Helles, hübsches Lokal mit offener Küche und täglich wechselnder kleiner Karte, im Herzen des ehemaligen Textilviertels. Wiener und mediterrane Küche, vegetarische Gerichte. Zu trinken gibt es Schremser Bier, ausgesuchte Weine, hausgemachte Lemonade und italienischen Caffè; Speisen auch zum Mitnehmen. 25 Sitzplätze, Schanigarten für 12 Personen.
Erst mal Dank an Panello und dem Rete Team. Dem einen fuer seine Bewertung und den anderen dafuer das sie das moeglich machen.
Zufrieden sitzt ich im Buero und komm grad vom Reisinger, den ich ueberhaupt nicht kannte obwohl es Ihn schon 3 Jahre gibt.
Hatte heute im Textilviertel zu tun und komm zufaellig um die Mittagszeit am Salzgries vorbei und errinner mich - da war doch was im Rete.
Kurz gesagt - ein ganz liebes Lokal mit frischer Kueche, ein paar Tische auch im Freien fuer unsereins der doch ganz gern eine Zigarette nach dem Essen genieszt und Wirtsleuten denen der Gast am Herzen liegt.
Er serviert und plaudert mit unsereins obwohl das Lokal voll ist - verliert dabei trotzdem nicht die Uebersicht und wenn seine Frau neben dem kochen Zeit findet hilft Sie noch beim servieren aus. Das alles ohne Druck und mit aller Freundlichkeit.
Es gibt eine Karte mit Vorarlberger Blut- oder Leberwurst mit Erdaepfelpueree und Sauerkraut um 10.50 oder ein Kotelett mit Kraeuterreis um 10.90 zb.
Ich hab mich ans Tagesteller gehalten - Scholle in Zitronenbutter mit Gemuesereis um 7.20 - dazu kann man Suppe oder Salat oder ein Desert nehmen um je 2 Euro.
Ich hab natuerlich alles genommen - also ein dreigaengiges Menue plus extra Salat um 13.20. Aber was fuer ein Menue.
Die Tomatensuppe selbst gemacht - mit Butter und zwar schmeckbar und ein ordentliches Teller voll.
Die Scholle gedaempft auf Gemuesereis mit frischem Gemuese.
Und der Salat dazu knackig und kein Blatt auch nur ein bissi letschert.
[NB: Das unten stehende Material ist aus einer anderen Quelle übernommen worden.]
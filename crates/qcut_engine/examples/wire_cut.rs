//! Wire-cut knitting on the local simulator
//!
//! Cuts the middle wire of a 4-qubit GHZ-style circuit, reconstructs a few
//! Z observables from the two fragments and compares them with the uncut
//! circuit, with and without readout mitigation.
//!
//! Usage:
//! ```bash
//! RUST_LOG=info cargo run -p qcut_engine --example wire_cut --release
//! ```

use anyhow::Result;
use qcut_backend::SimulatorBackend;
use qcut_core::CircuitBuilder;
use qcut_engine::prelude::*;

fn main() -> Result<()> {
    env_logger::Builder::from_env(env_logger::Env::default().default_filter_or("info")).init();

    println!("╔══════════════════════════════════════════════════════════════╗");
    println!("║              QCut Wire-Cut Knitting - Simulator              ║");
    println!("╚══════════════════════════════════════════════════════════════╝\n");

    // q1 is moved onto the fresh wire q2, the rest of the GHZ chain runs there
    let circuit = CircuitBuilder::new(4)
        .h(0)
        .cnot(0, 1)
        .cut(1, 2)
        .cnot(2, 3)
        .build();

    let backend = SimulatorBackend::with_readout_error(4, 0.02)?.with_seed(2024);
    let config = KnitConfig::new().with_error(0.02).with_seed(2024);

    let mut pipeline = KnitPipeline::new(config.clone(), &backend);
    let plan = pipeline.plan(&circuit)?;
    println!("{}", plan);

    // (label, original qubits, exact value of the uncut circuit)
    let targets = [
        ("Z0", vec![0], 0.0),
        ("Z3", vec![3], 0.0),
        ("Z0*Z2", vec![0, 2], 1.0),
        ("Z2*Z3", vec![2, 3], 1.0),
    ];
    let observables = targets
        .iter()
        .map(|(_, qubits, _)| plan.observable_on(qubits))
        .collect::<Result<Vec<_>, _>>()?;

    if let Some(estimate) = pipeline.resource_estimate() {
        println!("{}\n", estimate);
    }

    let raw = pipeline.run(&circuit, &observables)?;

    let mut mitigated_pipeline = KnitPipeline::new(
        config.with_mitigation(true).with_calibration_shots(20_000),
        &backend,
    );
    let mitigated = mitigated_pipeline.run(&circuit, &observables)?;

    println!("┌──────────┬──────────┬──────────┬───────────┐");
    println!("│ Observ.  │ Exact    │ Raw      │ Mitigated │");
    println!("├──────────┼──────────┼──────────┼───────────┤");
    for (((label, _, exact), raw), mitigated) in
        targets.iter().zip(&raw.values).zip(&mitigated.values)
    {
        println!(
            "│ {:8} │ {:+.4}  │ {:+.4}  │ {:+.4}   │",
            label, exact, raw, mitigated
        );
    }
    println!("└──────────┴──────────┴──────────┴───────────┘");

    println!(
        "\n{} circuits, {} shots, {} ms",
        mitigated.metrics.circuit_executions,
        mitigated.metrics.total_shots,
        mitigated.metrics.total_time_ms
    );

    Ok(())
}
//! Cut location and fragment bounds
//!
//! Gantree: L2_Knit → CutLocator
//!
//! Strips `Cut` markers from an instruction stream, remembering where
//! each one stood, and derives the qubit ranges of the fragments the
//! circuit falls apart into.

use itertools::Itertools;
use qcut_core::{Circuit, Gate, QcutError, QcutResult, QubitId};
use serde::{Deserialize, Serialize};
use std::fmt;
use std::ops::RangeInclusive;

// ============================================================================
// CutLocation
// ============================================================================

/// Position of one wire cut
/// Gantree: CutLocation // 컷 위치
#[derive(Debug, Clone, Copy, PartialEq, Eq, Hash, Serialize, Deserialize)]
pub struct CutLocation {
    /// Qubit measured out at the cut
    pub upstream: QubitId,

    /// Qubit the wire continues on
    pub downstream: QubitId,

    /// Index in the marker-free instruction stream before which the cut sits
    pub position: usize,
}

impl CutLocation {
    /// Create a cut location
    pub fn new(upstream: QubitId, downstream: QubitId, position: usize) -> Self {
        Self {
            upstream,
            downstream,
            position,
        }
    }

    /// Smaller endpoint index
    pub fn lower(&self) -> QubitId {
        self.upstream.min(self.downstream)
    }

    /// Larger endpoint index
    pub fn upper(&self) -> QubitId {
        self.upstream.max(self.downstream)
    }
}

impl fmt::Display for CutLocation {
    fn fmt(&self, f: &mut fmt::Formatter<'_>) -> fmt::Result {
        write!(
            f,
            "cut(q{} -> q{} @ {})",
            self.upstream, self.downstream, self.position
        )
    }
}

// ============================================================================
// Locating Cuts
// ============================================================================

/// Instruction stream with its cut markers removed
#[derive(Debug, Clone, PartialEq)]
pub struct LocatedCircuit {
    /// Number of qubits of the source circuit
    pub num_qubits: usize,

    /// Marker-free instructions
    pub gates: Vec<Gate>,

    /// Cuts in stream order
    pub cuts: Vec<CutLocation>,
}

/// Remove cut markers, recording each as a [`CutLocation`]
///
/// A marker's position is the number of non-marker instructions that
/// precede it, i.e. its index minus the markers already removed.
/// Gantree: locate_cuts(circuit) -> Result<LocatedCircuit> // 컷 탐색
pub fn locate_cuts(circuit: &Circuit) -> QcutResult<LocatedCircuit> {
    let (gates, cuts) = circuit.gates().iter().try_fold(
        (Vec::with_capacity(circuit.gate_count()), Vec::new()),
        |(mut gates, mut cuts): (Vec<Gate>, Vec<CutLocation>), gate| {
            match gate {
                Gate::Cut(a, b) if a == b => {
                    return Err(QcutError::InvalidCut {
                        position: gates.len(),
                        reason: format!("both endpoints are qubit {}", a),
                    });
                }
                Gate::Cut(a, b) => cuts.push(CutLocation::new(*a, *b, gates.len())),
                Gate::Measure(_, _) | Gate::Placeholder(_) => {
                    return Err(QcutError::UnsupportedInstruction(gate.name().to_string()));
                }
                other => gates.push(other.clone()),
            }
            Ok((gates, cuts))
        },
    )?;

    Ok(LocatedCircuit {
        num_qubits: circuit.num_qubits(),
        gates,
        cuts,
    })
}

// ============================================================================
// FragmentBounds
// ============================================================================

/// Highest original qubit index of each fragment
///
/// Strictly increasing; the last bound is `num_qubits - 1`. Fragment `i`
/// owns qubits `bound[i-1]+1 ..= bound[i]`.
/// Gantree: FragmentBounds // 조각 경계
#[derive(Debug, Clone, PartialEq, Eq, Serialize, Deserialize)]
pub struct FragmentBounds {
    bounds: Vec<QubitId>,
}

impl FragmentBounds {
    /// Bounds of an uncut circuit: a single fragment
    pub fn single(num_qubits: usize) -> QcutResult<Self> {
        Self::from_cuts(&[], num_qubits)
    }

    /// Derive bounds from cut locations
    ///
    /// Cuts sharing a position are cut in parallel and form one boundary,
    /// placed at the largest of their smaller endpoints.
    /// Gantree: from_cuts(cuts, n) -> Result<Self> // 경계 계산
    pub fn from_cuts(cuts: &[CutLocation], num_qubits: usize) -> QcutResult<Self> {
        let last = num_qubits.checked_sub(1).ok_or(QcutError::EmptyCircuit)?;

        let mut grouped: Vec<(usize, QubitId)> = Vec::new();
        for (position, group) in &cuts.iter().chunk_by(|c| c.position) {
            if let Some(bound) = group.map(CutLocation::lower).max() {
                grouped.push((position, bound));
            }
        }

        if let Some(&(position, bound)) = grouped.iter().find(|(_, b)| *b >= last) {
            return Err(QcutError::InvalidCut {
                position,
                reason: format!(
                    "boundary after qubit {} leaves no qubits for the next fragment",
                    bound
                ),
            });
        }

        let mut bounds: Vec<QubitId> = grouped.into_iter().map(|(_, b)| b).collect();
        bounds.sort_unstable();
        bounds.dedup();
        bounds.push(last);

        Ok(Self { bounds })
    }

    /// Raw bounds
    pub fn bounds(&self) -> &[QubitId] {
        &self.bounds
    }

    /// Number of fragments
    pub fn len(&self) -> usize {
        self.bounds.len()
    }

    /// True if there are no fragments
    pub fn is_empty(&self) -> bool {
        self.bounds.is_empty()
    }

    /// First original qubit of fragment `i`
    pub fn offset(&self, i: usize) -> Option<QubitId> {
        match i {
            0 if !self.bounds.is_empty() => Some(0),
            _ => self.bounds.get(i.checked_sub(1)?).map(|b| b + 1),
        }
    }

    /// Qubit range of fragment `i`
    pub fn range(&self, i: usize) -> Option<RangeInclusive<QubitId>> {
        Some(self.offset(i)?..=*self.bounds.get(i)?)
    }

    /// Number of qubits of fragment `i`
    pub fn size(&self, i: usize) -> Option<usize> {
        self.range(i).map(|r| r.count())
    }

    /// Sizes of all fragments
    pub fn sizes(&self) -> Vec<usize> {
        (0..self.len()).filter_map(|i| self.size(i)).collect()
    }

    /// Fragment owning original qubit `q`
    pub fn fragment_of(&self, q: QubitId) -> Option<usize> {
        let index = self.bounds.partition_point(|&b| b < q);
        (index < self.bounds.len()).then_some(index)
    }
}

// ============================================================================
// Tests
// ============================================================================

#[cfg(test)]
mod tests {
    use super::*;
    use qcut_core::CircuitBuilder;

    #[test]
    fn test_locate_single_cut() {
        let circuit = CircuitBuilder::new(3)
            .h(0)
            .cnot(0, 1)
            .cut(1, 2)
            .h(2)
            .build();

        let located = locate_cuts(&circuit).unwrap();
        assert_eq!(located.gates.len(), 3);
        assert!(located.gates.iter().all(|g| !g.is_cut()));
        assert_eq!(located.cuts, vec![CutLocation::new(1, 2, 2)]);
    }

    #[test]
    fn test_positions_skip_removed_markers() {
        let circuit = CircuitBuilder::new(4)
            .h(0)
            .cut(0, 1)
            .cut(2, 3)
            .h(1)
            .cut(1, 2)
            .build();

        let located = locate_cuts(&circuit).unwrap();
        let positions: Vec<usize> = located.cuts.iter().map(|c| c.position).collect();
        assert_eq!(positions, vec![1, 1, 2]);
    }

    #[test]
    fn test_zero_cuts() {
        let circuit = CircuitBuilder::new(2).h(0).cnot(0, 1).build();
        let located = locate_cuts(&circuit).unwrap();
        assert!(located.cuts.is_empty());
        assert_eq!(located.gates, circuit.gates());
    }

    #[test]
    fn test_rejects_degenerate_and_measured_input() {
        let circuit = Circuit::from_gates(2, vec![Gate::H(0), Gate::Cut(1, 1)]).unwrap();
        assert!(matches!(
            locate_cuts(&circuit),
            Err(QcutError::InvalidCut { position: 1, .. })
        ));

        let circuit = CircuitBuilder::new(1).creg("c", 1).measure(0, 0).build();
        assert!(matches!(
            locate_cuts(&circuit),
            Err(QcutError::UnsupportedInstruction(_))
        ));
    }

    #[test]
    fn test_bounds_single_cut() {
        let bounds = FragmentBounds::from_cuts(&[CutLocation::new(1, 2, 2)], 4).unwrap();
        assert_eq!(bounds.bounds(), &[1, 3]);
        assert_eq!(bounds.sizes(), vec![2, 2]);
        assert_eq!(bounds.range(1), Some(2..=3));
        assert_eq!(bounds.fragment_of(1), Some(0));
        assert_eq!(bounds.fragment_of(2), Some(1));
        assert_eq!(bounds.fragment_of(4), None);
    }

    #[test]
    fn test_bounds_parallel_cuts_share_boundary() {
        let cuts = [CutLocation::new(0, 2, 3), CutLocation::new(1, 3, 3)];
        let bounds = FragmentBounds::from_cuts(&cuts, 4).unwrap();
        assert_eq!(bounds.bounds(), &[1, 3]);
    }

    #[test]
    fn test_bounds_sequential_cuts() {
        let cuts = [CutLocation::new(0, 1, 1), CutLocation::new(1, 2, 4)];
        let bounds = FragmentBounds::from_cuts(&cuts, 3).unwrap();
        assert_eq!(bounds.bounds(), &[0, 1, 2]);
        assert_eq!(bounds.sizes(), vec![1, 1, 1]);
    }

    #[test]
    fn test_bounds_reject_empty_trailing_fragment() {
        let cuts = [CutLocation::new(2, 1, 0)];
        assert!(FragmentBounds::from_cuts(&cuts, 3).is_ok());
        let cuts = [CutLocation::new(2, 3, 0)];
        assert!(matches!(
            FragmentBounds::from_cuts(&cuts, 3),
            Err(QcutError::InvalidCut { .. })
        ));
        assert!(matches!(
            FragmentBounds::single(0),
            Err(QcutError::EmptyCircuit)
        ));
    }

    #[test]
    fn test_single_fragment() {
        let bounds = FragmentBounds::single(3).unwrap();
        assert_eq!(bounds.len(), 1);
        assert_eq!(bounds.offset(0), Some(0));
        assert_eq!(bounds.size(0), Some(3));
    }
}
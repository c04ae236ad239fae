//! Local readout error mitigation
//!
//! Gantree: L6_Backend → ReadoutMitigation
//!
//! Tensor-product readout model: each classical bit has its own 2x2
//! assignment matrix and the inverse is applied one bit at a time, so
//! the cost is O(n 2^n) instead of a full 2^n x 2^n inversion.
//! Mitigated values are quasi-probabilities and may be negative.

use crate::execution::Backend;
use qcut_core::{Bitstring, Circuit, Counts, Gate, Probability, QcutError, QcutResult};
use serde::{Deserialize, Serialize};

/// Largest classical width the dense inverse is applied to
const MAX_MITIGATION_BITS: usize = 24;

/// Mitigated entries smaller than this are dropped
const QUASI_EPS: f64 = 1e-12;

/// Random streams reserved for calibration, apart from experiment streams
const ZEROS_CALIBRATION_STREAM: u64 = u64::MAX - 1;
const ONES_CALIBRATION_STREAM: u64 = u64::MAX;

/// Single-bit readout error rates
/// Gantree: ReadoutAssignment // 비트별 오류율
#[derive(Debug, Clone, Copy, PartialEq, Serialize, Deserialize)]
pub struct ReadoutAssignment {
    /// P(1|0) - probability of reading 1 when prepared 0
    pub p01: f64,
    /// P(0|1) - probability of reading 0 when prepared 1
    pub p10: f64,
}

impl ReadoutAssignment {
    /// Perfect readout
    pub const IDEAL: Self = Self { p01: 0.0, p10: 0.0 };

    fn determinant(&self) -> f64 {
        1.0 - self.p01 - self.p10
    }
}

/// Readout mitigator built from per-bit assignment matrices
/// Gantree: LocalReadoutMitigator // 국소 측정 완화
#[derive(Debug, Clone, PartialEq, Serialize, Deserialize)]
pub struct LocalReadoutMitigator {
    assignments: Vec<ReadoutAssignment>,
}

impl LocalReadoutMitigator {
    // ========================================================================
    // Constructors
    // ========================================================================

    /// Create from known per-bit error rates
    pub fn from_assignments(assignments: Vec<ReadoutAssignment>) -> QcutResult<Self> {
        for (bit, a) in assignments.iter().enumerate() {
            Probability::new(a.p01)?;
            Probability::new(a.p10)?;
            if a.determinant().abs() < 1e-10 {
                return Err(QcutError::MitigationError(format!(
                    "assignment matrix of bit {} is singular (p01={}, p10={})",
                    bit, a.p01, a.p10
                )));
            }
        }
        Ok(Self { assignments })
    }

    /// Mitigator that leaves counts unchanged apart from normalization
    pub fn ideal(num_bits: usize) -> Self {
        Self {
            assignments: vec![ReadoutAssignment::IDEAL; num_bits],
        }
    }

    /// Characterize the first `num_bits` qubits of a backend
    ///
    /// Runs one all-|0⟩ and one all-|1⟩ preparation and reads each bit's
    /// flip rate off the marginals.
    /// Gantree: characterize(backend, n, shots) -> Result<Self> // 보정 실행
    pub fn characterize<B: Backend + ?Sized>(
        backend: &B,
        num_bits: usize,
        shots: u64,
    ) -> QcutResult<Self> {
        if shots == 0 {
            return Err(QcutError::MitigationError(
                "calibration needs at least one shot".into(),
            ));
        }
        if num_bits == 0 {
            return Ok(Self::ideal(0));
        }

        let zeros = Circuit::new(num_bits);
        let ones = Circuit::from_gates(num_bits, (0..num_bits).map(Gate::X).collect())?;

        let zero_counts = backend
            .execute_stream(&zeros, shots, ZEROS_CALIBRATION_STREAM)?
            .counts;
        let one_counts = backend
            .execute_stream(&ones, shots, ONES_CALIBRATION_STREAM)?
            .counts;

        let p01 = flip_rates(&zero_counts, num_bits, true)?;
        let p10 = flip_rates(&one_counts, num_bits, false)?;

        let assignments = p01
            .into_iter()
            .zip(p10)
            .map(|(p01, p10)| ReadoutAssignment { p01, p10 })
            .collect();

        log::debug!(
            "Characterized readout on {} bits with {} shots per preparation",
            num_bits,
            shots
        );

        Self::from_assignments(assignments)
    }

    // ========================================================================
    // Accessors
    // ========================================================================

    /// Number of classical bits covered
    pub fn num_bits(&self) -> usize {
        self.assignments.len()
    }

    /// Per-bit error rates
    pub fn assignments(&self) -> &[ReadoutAssignment] {
        &self.assignments
    }

    // ========================================================================
    // Mitigation
    // ========================================================================

    /// Apply the inverse readout model, returning quasi-probabilities
    ///
    /// Keys keep the register layout of the input keys.
    /// Gantree: quasi_probabilities(counts) -> Result<Counts> // 준확률
    pub fn quasi_probabilities(&self, counts: &Counts) -> QcutResult<Counts> {
        let n = self.num_bits();
        if n > MAX_MITIGATION_BITS {
            return Err(QcutError::MitigationError(format!(
                "{} bits exceed the mitigation limit of {}",
                n, MAX_MITIGATION_BITS
            )));
        }

        let total: f64 = counts.values().sum();
        let layout = match counts.keys().next() {
            Some(key) => key.split(' ').map(str::len).collect::<Vec<_>>(),
            None => return Ok(Counts::new()),
        };
        if total == 0.0 {
            return Ok(Counts::new());
        }

        let mut probs = vec![0.0; 1 << n];
        for (key, &count) in counts {
            let bits = Bitstring::parse_registers(key)?;
            if bits.len() != n {
                return Err(QcutError::MitigationError(format!(
                    "outcome '{}' has {} bits, mitigator covers {}",
                    key,
                    bits.len(),
                    n
                )));
            }
            probs[state_index(&bits)] += count / total;
        }

        // [[1-p01, p10], [p01, 1-p10]]^-1 = 1/det [[1-p10, -p10], [-p01, 1-p01]]
        for (q, a) in self.assignments.iter().enumerate() {
            let det = a.determinant();
            let inv00 = (1.0 - a.p10) / det;
            let inv01 = -a.p10 / det;
            let inv10 = -a.p01 / det;
            let inv11 = (1.0 - a.p01) / det;

            let mask = 1usize << q;
            for state in 0..probs.len() {
                if state & mask == 0 {
                    let partner = state | mask;
                    let (p0, p1) = (probs[state], probs[partner]);
                    probs[state] = inv00 * p0 + inv01 * p1;
                    probs[partner] = inv10 * p0 + inv11 * p1;
                }
            }
        }

        Ok(probs
            .into_iter()
            .enumerate()
            .filter(|(_, p)| p.abs() > QUASI_EPS)
            .map(|(state, p)| {
                let bits = Bitstring::new((0..n).map(|q| state & (1 << q) != 0).collect());
                (bits.to_segmented(&layout), p)
            })
            .collect())
    }

    /// Quasi-probabilities scaled back to `shots` quasi-counts
    pub fn mitigate_counts(&self, counts: &Counts, shots: u64) -> QcutResult<Counts> {
        let scale = shots as f64;
        Ok(self
            .quasi_probabilities(counts)?
            .into_iter()
            .map(|(key, p)| (key, p * scale))
            .collect())
    }
}

/// Fraction of shots in which each bit differs from its prepared value
fn flip_rates(counts: &Counts, num_bits: usize, prepared_zero: bool) -> QcutResult<Vec<f64>> {
    let total: f64 = counts.values().sum();
    if total <= 0.0 {
        return Err(QcutError::MitigationError(
            "calibration run returned no counts".into(),
        ));
    }

    let flipped = if prepared_zero { '1' } else { '0' };
    let mut rates = vec![0.0; num_bits];
    for (key, &count) in counts {
        let bits: Vec<char> = key.chars().filter(|c| !c.is_whitespace()).collect();
        if bits.len() != num_bits {
            return Err(QcutError::MitigationError(format!(
                "calibration outcome '{}' does not cover {} bits",
                key, num_bits
            )));
        }
        for (rate, &bit) in rates.iter_mut().zip(&bits) {
            if bit == flipped {
                *rate += count;
            }
        }
    }
    Ok(rates.into_iter().map(|r| r / total).collect())
}

fn state_index(bits: &Bitstring) -> usize {
    bits.bits()
        .iter()
        .enumerate()
        .filter(|(_, &b)| b)
        .map(|(i, _)| 1usize << i)
        .sum()
}

// ============================================================================
// Tests
// ============================================================================

#[cfg(test)]
mod tests {
    use super::*;
    use crate::noise::NoiseModel;
    use crate::simulator::SimulatorBackend;
    use approx::assert_abs_diff_eq;
    use qcut_core::CircuitBuilder;

    fn counts(entries: &[(&str, f64)]) -> Counts {
        entries.iter().map(|(k, v)| (k.to_string(), *v)).collect()
    }

    #[test]
    fn test_ideal_mitigator_normalizes() {
        let mitigator = LocalReadoutMitigator::ideal(2);
        let quasi = mitigator
            .quasi_probabilities(&counts(&[("0 1", 30.0), ("1 0", 70.0)]))
            .unwrap();
        assert_abs_diff_eq!(quasi["0 1"], 0.3, epsilon = 1e-12);
        assert_abs_diff_eq!(quasi["1 0"], 0.7, epsilon = 1e-12);
        assert_eq!(quasi.len(), 2);
    }

    #[test]
    fn test_inverse_of_known_model() {
        // Prepared |0>, p01 = 0.1 gives observed (0.9, 0.1)
        let mitigator = LocalReadoutMitigator::from_assignments(vec![ReadoutAssignment {
            p01: 0.1,
            p10: 0.2,
        }])
        .unwrap();
        let quasi = mitigator
            .quasi_probabilities(&counts(&[("0", 900.0), ("1", 100.0)]))
            .unwrap();
        assert!((quasi["0"] - 1.0).abs() < 1e-10, "{:?}", quasi);
        assert!(!quasi.contains_key("1"));
    }

    #[test]
    fn test_negative_quasi_probabilities_are_kept() {
        // Fewer flips than the model predicts pushes the inverse below zero
        let mitigator = LocalReadoutMitigator::from_assignments(vec![ReadoutAssignment {
            p01: 0.2,
            p10: 0.2,
        }])
        .unwrap();
        let quasi = mitigator
            .quasi_probabilities(&counts(&[("0", 950.0), ("1", 50.0)]))
            .unwrap();
        assert!(quasi["1"] < 0.0);
        let sum: f64 = quasi.values().sum();
        assert!((sum - 1.0).abs() < 1e-10);
    }

    #[test]
    fn test_singular_assignment_rejected() {
        let result = LocalReadoutMitigator::from_assignments(vec![ReadoutAssignment {
            p01: 0.5,
            p10: 0.5,
        }]);
        assert!(matches!(result, Err(QcutError::MitigationError(_))));
    }

    #[test]
    fn test_width_mismatch() {
        let mitigator = LocalReadoutMitigator::ideal(3);
        assert!(mitigator
            .quasi_probabilities(&counts(&[("01", 1.0)]))
            .is_err());
    }

    #[test]
    fn test_characterize_and_mitigate_noisy_backend() {
        let backend = SimulatorBackend::new(2, NoiseModel::new(0.05, 0.1).unwrap()).with_seed(11);
        let mitigator = backend.characterize_readout(2, 50_000).unwrap();

        for a in mitigator.assignments() {
            assert!((a.p01 - 0.05).abs() < 0.01, "p01 = {}", a.p01);
            assert!((a.p10 - 0.1).abs() < 0.01, "p10 = {}", a.p10);
        }

        let circuit = CircuitBuilder::new(2).x(0).build();
        let raw = backend.execute(&circuit, 50_000).unwrap();
        let mitigated = mitigator.mitigate_counts(&raw.counts, raw.shots).unwrap();

        // Ideal outcome: bit 0 = 1, bit 1 = 0
        let target = mitigated.get("10").copied().unwrap_or(0.0) / raw.shots as f64;
        assert!((target - 1.0).abs() < 0.03, "P(10) = {}", target);
        assert!(raw.probability("10") < 0.9);
    }

    #[test]
    fn test_calibration_preparations_draw_independent_flips() {
        // Symmetric noise: shared random draws would make p01 == p10 on every bit
        let backend = SimulatorBackend::new(4, NoiseModel::new(0.05, 0.05).unwrap()).with_seed(17);
        let mitigator = backend.characterize_readout(4, 50_000).unwrap();

        let assignments = mitigator.assignments();
        assert!(assignments.iter().any(|a| a.p01 != a.p10), "{:?}", assignments);
        for a in assignments {
            assert!((a.p01 - 0.05).abs() < 0.01, "p01 = {}", a.p01);
            assert!((a.p10 - 0.05).abs() < 0.01, "p10 = {}", a.p10);
        }
    }
}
Was das angeht hab ich extra gefragt - das Lokal wird taeglich frisch vom Karmelitermarkt beliefert - daher auch der intensive Paradeisergeschmack der Suppe - denn im Salat waren sie wieder diese paradiesischen Tomaten.
Ein kleines Desert als Abschlusz und ein kleiner Brauner zur Zigarette.
Dies ist natuerlich nur ein Einmal und Ersteindruck - normalerweise wuerd ich ueber ein Lokal erst schreiben wenn ich oefters da war und die Qualitaet als konstant empfinde. Aber ich hab so das Gefuehl da sind Menschen am Werk, die das was sie tun auch gern tun und gefunden haben was Ihnen im Leben Spasz macht - naemlich anderen Menschen Spasz machen, sie zufrieden zu machen.
Heute ist Ihnen das bei mir wirklich gelungen.
Kleine Anmerkung: Vor dem Lokal ist eine Ladezone die Freitags bis 13 Uhr geht - ich komm also rein zufaellig um genau 13 Uhr und siehe da - alles frei. Das aber nur so nebenbei, den ein Parkplatzeldorado ist die Gegend nicht grad.
Nach einem ersten Besuch stieg die Anzahl unserer Besuche exponential. Adelheid Reisinger kocht, oft mit Anklang an die herrliche Küche von Friaul, und Michael Vesely berät und serviert, aber ab und zu steuert er auch ein kulinarisches Kleinod bei, zum Beispiel klassische böhmische Dukatenbuchteln mit Kanarimilch. Bevor wir hingehen, schauen wir uns die täglich veränderte Speisekarte am Internet an. Letztes Mal hatten wir Boeuf Miroton. Wer kennt das schon? Kommissar Maigrets Lieblingsgericht: Onglet (beef meat) à la confiture d'echalotte. Gekocht wird wie zu Hause, als ich noch ein kleiner Bub war. Und genauso gut. Das Reisinger ist (und hoffentlich bleibt auch) EIN GEHEIMTIPP.